For those who fret about voter suppression and ennui in our democratic process, there is a lot here to keep you up at night.

But it does not necessarily portend more of the same in next year’s general election.

So, let’s look at other undeniable trends.

In the 11 byelections since Justin Trudeau became Liberal leader — the 11 contests held with the three current leaders — his party has increased its percentage share of the vote in all 11. They also flipped two seats back into their column.

Of course, the party was coming off its worst electoral showing in history in 2011.

Conservative vote share has dropped in all byelections, although the government lost only one seat it held. Byelections are an opportunity to send a message to a government without worrying about changing the government.

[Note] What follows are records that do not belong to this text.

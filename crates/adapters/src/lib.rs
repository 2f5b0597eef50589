mod base_url;
mod error;
mod llm;
mod search;
#[cfg(test)]
mod test_server;

pub use base_url::{check_base_url, default_base_url, resolve_base_url};
pub use error::AdapterError;
pub use llm::{ChatOptions, OpenAiCompatibleModel};
pub use search::{SerperSearch, SERPER_ENDPOINT};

New Democrats under Tom Mulcair have nothing to spin. They lost the only one of those 11 seats they held and increased their vote percentage in only Toronto Centre. They plummeted into oblivion in Whitby-Oshawa on Monday and Mulcair’s body language in an encounter with reporters Tuesday said it all.

The Conservatives have now seen their vote share dip in all 15 byelections since Stephen Harper formed a majority government in 2011.

So, surely we can surmise that the NDP will return to the wilderness, the Conservatives will be humiliated and Trudeau and his Liberals will surge to power?

The last time Canada had a majority government, there were 12 byelections under the Jean Chrétien Liberals and the government actually increased its vote share in seven of the 11 they contested (they gave a Canadian Alliance guy named Harper a free pass in Calgary Southwest).

They were still reduced to a minority in the subsequent federal vote, then quickly fell out of power.

Liberals should feel bullish about their chances in 2015 and New Democrats might be tempted to update their resumes. Conservatives should take these trends seriously.

But I wouldn’t analyze myself down a rabbit hole, either.

Byelections provide lifeblood for pundits and strategists. They provide numbers and trend lines.

But these sideshows are fundamentally different than general elections and the temptation is to place too much stock in them.

The trend lines tell us eventually no one will vote in Alberta. That won’t happen. And things will not play out precisely along byelection lines in 2015.